Work instructions -
Set down exactly the lines in the records below that run from the line with "filename crates/hostsync/src/logging.rs" to the line with "let filter = match", inclusive, and nothing more.

*** Data

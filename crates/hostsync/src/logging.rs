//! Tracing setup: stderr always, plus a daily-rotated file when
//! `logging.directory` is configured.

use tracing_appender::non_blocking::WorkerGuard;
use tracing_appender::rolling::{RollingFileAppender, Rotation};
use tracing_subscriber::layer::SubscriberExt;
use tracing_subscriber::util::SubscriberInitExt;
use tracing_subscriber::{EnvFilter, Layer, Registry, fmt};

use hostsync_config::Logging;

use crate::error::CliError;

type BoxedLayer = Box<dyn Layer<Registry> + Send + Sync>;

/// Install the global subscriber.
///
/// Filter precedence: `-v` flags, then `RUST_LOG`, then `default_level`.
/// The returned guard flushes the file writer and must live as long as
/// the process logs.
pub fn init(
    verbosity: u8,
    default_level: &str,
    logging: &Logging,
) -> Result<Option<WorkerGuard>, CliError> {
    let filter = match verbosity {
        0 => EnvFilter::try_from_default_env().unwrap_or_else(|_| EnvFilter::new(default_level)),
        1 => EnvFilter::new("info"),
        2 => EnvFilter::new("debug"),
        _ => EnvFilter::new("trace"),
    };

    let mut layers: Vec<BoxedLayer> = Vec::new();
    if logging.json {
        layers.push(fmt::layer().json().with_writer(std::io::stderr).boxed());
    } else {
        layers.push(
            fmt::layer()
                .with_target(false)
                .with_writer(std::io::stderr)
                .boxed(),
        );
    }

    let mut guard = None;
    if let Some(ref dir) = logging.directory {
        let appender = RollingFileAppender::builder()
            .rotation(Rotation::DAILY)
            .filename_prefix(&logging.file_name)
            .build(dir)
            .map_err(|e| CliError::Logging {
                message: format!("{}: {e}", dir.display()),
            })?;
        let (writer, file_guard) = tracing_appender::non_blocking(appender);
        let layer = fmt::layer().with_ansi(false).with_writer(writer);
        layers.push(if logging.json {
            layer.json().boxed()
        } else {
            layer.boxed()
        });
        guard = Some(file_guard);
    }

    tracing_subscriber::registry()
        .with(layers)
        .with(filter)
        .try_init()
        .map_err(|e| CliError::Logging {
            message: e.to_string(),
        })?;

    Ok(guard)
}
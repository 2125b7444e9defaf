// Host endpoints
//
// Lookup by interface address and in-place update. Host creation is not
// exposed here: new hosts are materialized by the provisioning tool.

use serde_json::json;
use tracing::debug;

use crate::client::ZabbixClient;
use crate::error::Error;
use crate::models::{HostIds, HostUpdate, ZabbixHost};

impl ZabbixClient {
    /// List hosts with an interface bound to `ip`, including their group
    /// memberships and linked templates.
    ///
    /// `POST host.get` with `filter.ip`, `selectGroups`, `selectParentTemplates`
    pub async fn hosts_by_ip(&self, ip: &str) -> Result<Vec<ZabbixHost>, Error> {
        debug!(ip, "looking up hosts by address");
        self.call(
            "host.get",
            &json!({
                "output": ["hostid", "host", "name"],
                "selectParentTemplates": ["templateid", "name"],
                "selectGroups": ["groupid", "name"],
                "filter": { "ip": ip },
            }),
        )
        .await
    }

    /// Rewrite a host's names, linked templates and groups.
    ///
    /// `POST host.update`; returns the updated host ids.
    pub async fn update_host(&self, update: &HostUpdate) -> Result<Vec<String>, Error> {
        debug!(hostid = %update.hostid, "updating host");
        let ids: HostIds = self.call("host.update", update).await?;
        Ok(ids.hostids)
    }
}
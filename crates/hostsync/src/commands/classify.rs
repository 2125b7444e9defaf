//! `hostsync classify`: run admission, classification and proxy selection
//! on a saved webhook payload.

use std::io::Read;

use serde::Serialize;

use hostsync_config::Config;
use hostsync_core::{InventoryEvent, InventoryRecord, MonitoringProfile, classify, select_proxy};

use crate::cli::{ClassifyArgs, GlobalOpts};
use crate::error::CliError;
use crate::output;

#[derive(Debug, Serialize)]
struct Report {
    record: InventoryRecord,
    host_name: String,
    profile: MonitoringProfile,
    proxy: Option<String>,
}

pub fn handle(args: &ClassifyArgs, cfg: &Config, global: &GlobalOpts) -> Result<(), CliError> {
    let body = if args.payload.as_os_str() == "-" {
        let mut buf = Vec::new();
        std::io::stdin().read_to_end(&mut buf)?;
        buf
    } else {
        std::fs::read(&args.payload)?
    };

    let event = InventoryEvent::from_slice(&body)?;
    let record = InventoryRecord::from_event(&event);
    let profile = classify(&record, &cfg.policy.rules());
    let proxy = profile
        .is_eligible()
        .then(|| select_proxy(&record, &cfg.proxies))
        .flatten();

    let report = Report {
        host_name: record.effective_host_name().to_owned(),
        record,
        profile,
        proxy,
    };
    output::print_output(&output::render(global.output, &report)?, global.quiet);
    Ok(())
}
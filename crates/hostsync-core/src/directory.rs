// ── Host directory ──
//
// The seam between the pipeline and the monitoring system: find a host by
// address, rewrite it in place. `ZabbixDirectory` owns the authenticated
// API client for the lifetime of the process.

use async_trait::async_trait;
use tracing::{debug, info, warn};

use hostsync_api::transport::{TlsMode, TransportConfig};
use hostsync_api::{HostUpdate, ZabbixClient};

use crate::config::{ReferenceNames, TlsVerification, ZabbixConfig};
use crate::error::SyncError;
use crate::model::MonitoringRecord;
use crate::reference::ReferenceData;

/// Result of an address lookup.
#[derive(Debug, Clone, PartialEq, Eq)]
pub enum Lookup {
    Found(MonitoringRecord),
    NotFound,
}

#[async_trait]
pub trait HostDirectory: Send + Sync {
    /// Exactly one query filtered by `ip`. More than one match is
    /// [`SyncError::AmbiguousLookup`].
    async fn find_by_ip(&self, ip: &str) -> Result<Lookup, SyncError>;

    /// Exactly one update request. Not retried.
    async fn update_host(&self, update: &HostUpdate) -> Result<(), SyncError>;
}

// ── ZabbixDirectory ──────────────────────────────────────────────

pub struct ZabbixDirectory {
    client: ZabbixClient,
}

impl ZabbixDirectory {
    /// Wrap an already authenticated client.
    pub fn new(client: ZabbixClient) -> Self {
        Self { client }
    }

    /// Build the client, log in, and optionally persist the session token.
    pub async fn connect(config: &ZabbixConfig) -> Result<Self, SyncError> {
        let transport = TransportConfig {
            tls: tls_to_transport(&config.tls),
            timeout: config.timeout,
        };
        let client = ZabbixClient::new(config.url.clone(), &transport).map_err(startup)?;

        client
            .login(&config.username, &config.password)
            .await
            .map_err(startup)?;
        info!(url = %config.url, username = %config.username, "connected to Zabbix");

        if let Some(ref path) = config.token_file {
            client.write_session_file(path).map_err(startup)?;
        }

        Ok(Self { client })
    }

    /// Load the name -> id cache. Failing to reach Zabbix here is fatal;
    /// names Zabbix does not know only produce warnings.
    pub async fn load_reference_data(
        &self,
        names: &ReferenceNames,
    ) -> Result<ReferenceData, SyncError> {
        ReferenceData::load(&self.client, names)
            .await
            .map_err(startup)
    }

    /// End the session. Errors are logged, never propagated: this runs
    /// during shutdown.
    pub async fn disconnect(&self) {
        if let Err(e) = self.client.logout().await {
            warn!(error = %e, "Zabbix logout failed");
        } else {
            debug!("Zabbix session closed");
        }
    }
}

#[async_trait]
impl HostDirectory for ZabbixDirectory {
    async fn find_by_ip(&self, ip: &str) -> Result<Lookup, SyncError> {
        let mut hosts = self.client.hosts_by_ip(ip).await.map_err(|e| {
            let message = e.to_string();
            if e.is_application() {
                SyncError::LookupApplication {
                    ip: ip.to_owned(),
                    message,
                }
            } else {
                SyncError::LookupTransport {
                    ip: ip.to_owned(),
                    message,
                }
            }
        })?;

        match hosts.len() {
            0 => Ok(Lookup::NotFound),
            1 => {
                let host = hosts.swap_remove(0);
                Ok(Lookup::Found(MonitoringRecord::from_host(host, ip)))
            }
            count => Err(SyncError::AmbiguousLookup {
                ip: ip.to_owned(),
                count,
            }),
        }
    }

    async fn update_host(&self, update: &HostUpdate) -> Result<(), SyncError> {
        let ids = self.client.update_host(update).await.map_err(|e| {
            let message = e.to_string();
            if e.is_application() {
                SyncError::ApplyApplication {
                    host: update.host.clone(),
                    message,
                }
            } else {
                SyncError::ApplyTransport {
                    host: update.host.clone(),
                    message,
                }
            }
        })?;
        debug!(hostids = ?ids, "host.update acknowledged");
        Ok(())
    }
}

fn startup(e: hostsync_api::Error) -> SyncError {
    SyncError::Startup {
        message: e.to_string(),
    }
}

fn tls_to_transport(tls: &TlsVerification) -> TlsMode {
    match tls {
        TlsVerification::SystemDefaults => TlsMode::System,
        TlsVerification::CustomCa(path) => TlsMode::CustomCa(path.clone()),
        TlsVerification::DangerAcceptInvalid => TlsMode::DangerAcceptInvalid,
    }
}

******
*** Data

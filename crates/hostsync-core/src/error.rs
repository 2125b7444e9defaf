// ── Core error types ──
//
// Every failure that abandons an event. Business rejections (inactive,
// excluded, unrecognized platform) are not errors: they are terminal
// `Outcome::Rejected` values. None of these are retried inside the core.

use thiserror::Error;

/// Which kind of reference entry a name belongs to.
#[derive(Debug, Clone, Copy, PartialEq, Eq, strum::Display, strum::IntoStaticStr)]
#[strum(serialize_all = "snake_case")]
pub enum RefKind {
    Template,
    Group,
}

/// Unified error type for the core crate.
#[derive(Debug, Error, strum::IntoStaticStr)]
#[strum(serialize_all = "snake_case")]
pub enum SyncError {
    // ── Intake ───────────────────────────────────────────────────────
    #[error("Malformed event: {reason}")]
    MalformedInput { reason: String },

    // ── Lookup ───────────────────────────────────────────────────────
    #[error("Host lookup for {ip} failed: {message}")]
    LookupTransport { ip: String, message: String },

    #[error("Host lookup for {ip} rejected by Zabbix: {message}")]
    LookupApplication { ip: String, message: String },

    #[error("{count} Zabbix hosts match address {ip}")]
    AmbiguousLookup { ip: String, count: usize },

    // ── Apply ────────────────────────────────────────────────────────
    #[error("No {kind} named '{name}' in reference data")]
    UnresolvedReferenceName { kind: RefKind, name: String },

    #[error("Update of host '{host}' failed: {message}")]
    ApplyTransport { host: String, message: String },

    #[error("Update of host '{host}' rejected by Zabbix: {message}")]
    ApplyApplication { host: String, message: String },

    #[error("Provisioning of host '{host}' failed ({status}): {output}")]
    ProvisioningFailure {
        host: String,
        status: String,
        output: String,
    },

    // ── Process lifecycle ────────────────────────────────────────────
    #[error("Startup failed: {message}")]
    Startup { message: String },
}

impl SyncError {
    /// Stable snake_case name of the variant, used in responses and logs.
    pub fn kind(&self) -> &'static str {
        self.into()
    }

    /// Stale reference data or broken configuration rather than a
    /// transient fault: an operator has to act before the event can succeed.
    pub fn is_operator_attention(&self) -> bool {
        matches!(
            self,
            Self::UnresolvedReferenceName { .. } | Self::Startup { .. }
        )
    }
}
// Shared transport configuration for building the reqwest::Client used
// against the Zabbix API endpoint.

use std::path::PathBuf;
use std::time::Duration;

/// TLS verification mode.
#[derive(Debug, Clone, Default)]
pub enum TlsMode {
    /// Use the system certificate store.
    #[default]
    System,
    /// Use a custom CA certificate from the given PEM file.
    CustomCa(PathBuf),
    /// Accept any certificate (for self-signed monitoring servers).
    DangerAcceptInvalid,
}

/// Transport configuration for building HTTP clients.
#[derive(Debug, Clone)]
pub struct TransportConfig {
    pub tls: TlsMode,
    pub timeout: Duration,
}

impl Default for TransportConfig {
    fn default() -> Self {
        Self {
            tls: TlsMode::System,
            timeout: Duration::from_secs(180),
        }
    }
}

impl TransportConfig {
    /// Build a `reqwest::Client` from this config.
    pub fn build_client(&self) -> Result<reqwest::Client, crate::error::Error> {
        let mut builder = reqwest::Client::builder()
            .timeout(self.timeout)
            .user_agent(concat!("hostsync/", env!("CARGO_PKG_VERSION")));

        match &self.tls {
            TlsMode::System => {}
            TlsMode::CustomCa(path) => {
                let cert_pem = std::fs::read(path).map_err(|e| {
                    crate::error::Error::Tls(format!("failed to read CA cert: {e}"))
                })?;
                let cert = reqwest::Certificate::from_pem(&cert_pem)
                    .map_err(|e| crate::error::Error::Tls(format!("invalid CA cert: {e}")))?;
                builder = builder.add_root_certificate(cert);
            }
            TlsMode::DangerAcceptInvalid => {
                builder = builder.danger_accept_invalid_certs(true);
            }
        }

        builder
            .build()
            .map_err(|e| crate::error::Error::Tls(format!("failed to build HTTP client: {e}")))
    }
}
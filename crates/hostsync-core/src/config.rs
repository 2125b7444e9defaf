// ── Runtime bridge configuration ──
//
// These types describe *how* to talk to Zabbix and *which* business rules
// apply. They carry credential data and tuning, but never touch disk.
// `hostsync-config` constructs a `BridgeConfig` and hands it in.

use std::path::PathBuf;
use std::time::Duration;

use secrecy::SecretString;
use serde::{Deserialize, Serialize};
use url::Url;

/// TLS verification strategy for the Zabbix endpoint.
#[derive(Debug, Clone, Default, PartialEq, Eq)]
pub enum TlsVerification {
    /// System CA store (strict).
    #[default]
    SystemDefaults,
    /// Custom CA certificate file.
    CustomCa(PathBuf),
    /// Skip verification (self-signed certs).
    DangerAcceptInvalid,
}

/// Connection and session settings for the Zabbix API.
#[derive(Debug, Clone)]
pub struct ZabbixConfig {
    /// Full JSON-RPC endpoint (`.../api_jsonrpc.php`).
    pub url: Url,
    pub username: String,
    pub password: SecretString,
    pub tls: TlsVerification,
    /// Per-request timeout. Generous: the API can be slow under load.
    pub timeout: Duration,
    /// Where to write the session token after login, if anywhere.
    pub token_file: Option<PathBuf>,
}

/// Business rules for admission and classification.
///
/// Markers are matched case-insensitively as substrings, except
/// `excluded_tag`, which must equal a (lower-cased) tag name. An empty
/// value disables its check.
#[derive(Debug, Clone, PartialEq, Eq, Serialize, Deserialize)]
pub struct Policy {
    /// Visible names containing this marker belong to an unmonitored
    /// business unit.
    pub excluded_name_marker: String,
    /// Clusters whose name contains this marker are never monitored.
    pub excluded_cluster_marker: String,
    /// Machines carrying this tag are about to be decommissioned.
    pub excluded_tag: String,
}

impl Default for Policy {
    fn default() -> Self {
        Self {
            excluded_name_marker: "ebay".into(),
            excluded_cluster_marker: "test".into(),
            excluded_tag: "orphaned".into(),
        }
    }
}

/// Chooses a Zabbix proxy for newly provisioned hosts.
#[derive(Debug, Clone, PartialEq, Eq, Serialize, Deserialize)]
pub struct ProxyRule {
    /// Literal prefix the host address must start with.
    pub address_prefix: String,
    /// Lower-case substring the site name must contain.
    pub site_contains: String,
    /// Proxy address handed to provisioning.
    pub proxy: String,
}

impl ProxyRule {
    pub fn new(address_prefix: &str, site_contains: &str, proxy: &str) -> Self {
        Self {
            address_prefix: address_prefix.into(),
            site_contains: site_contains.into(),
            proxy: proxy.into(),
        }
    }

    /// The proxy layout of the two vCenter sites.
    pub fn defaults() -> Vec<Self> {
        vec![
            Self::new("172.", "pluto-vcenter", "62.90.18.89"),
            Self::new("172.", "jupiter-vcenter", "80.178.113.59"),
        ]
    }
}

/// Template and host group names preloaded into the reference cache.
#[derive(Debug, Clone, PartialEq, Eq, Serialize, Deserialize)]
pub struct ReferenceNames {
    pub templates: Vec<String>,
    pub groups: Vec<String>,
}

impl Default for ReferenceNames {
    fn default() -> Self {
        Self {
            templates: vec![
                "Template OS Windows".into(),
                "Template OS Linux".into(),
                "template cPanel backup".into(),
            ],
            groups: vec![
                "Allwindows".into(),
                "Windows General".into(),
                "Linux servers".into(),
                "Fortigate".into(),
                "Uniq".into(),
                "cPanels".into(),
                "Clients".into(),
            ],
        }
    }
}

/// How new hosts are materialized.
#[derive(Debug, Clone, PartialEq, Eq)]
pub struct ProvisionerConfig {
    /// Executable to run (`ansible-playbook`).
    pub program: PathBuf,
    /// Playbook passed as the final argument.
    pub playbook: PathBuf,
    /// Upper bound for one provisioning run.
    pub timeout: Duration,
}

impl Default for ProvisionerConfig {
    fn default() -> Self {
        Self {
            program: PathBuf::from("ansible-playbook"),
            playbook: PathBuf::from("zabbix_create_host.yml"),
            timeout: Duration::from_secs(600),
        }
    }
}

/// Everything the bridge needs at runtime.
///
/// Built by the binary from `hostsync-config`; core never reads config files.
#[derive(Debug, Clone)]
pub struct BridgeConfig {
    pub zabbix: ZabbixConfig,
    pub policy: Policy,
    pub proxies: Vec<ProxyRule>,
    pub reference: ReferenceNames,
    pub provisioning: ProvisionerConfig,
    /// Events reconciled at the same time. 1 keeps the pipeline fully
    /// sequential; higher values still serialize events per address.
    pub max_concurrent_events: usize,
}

******

Exercise output -
filename crates/hostsync/src/logging.rs
//! Tracing setup: stderr always, plus a daily-rotated file when
//! `logging.directory` is configured.

use tracing_appender::non_blocking::WorkerGuard;
use tracing_appender::rolling::{RollingFileAppender, Rotation};
use tracing_subscriber::layer::SubscriberExt;
use tracing_subscriber::util::SubscriberInitExt;
use tracing_subscriber::{EnvFilter, Layer, Registry, fmt};

use hostsync_config::Logging;

use crate::error::CliError;

type BoxedLayer = Box<dyn Layer<Registry> + Send + Sync>;

/// Install the global subscriber.
///
/// Filter precedence: `-v` flags, then `RUST_LOG`, then `default_level`.
/// The returned guard flushes the file writer and must live as long as
/// the process logs.
pub fn init(
    verbosity: u8,
    default_level: &str,
    logging: &Logging,
) -> Result<Option<WorkerGuard>, CliError> {
    let filter = match verbosity {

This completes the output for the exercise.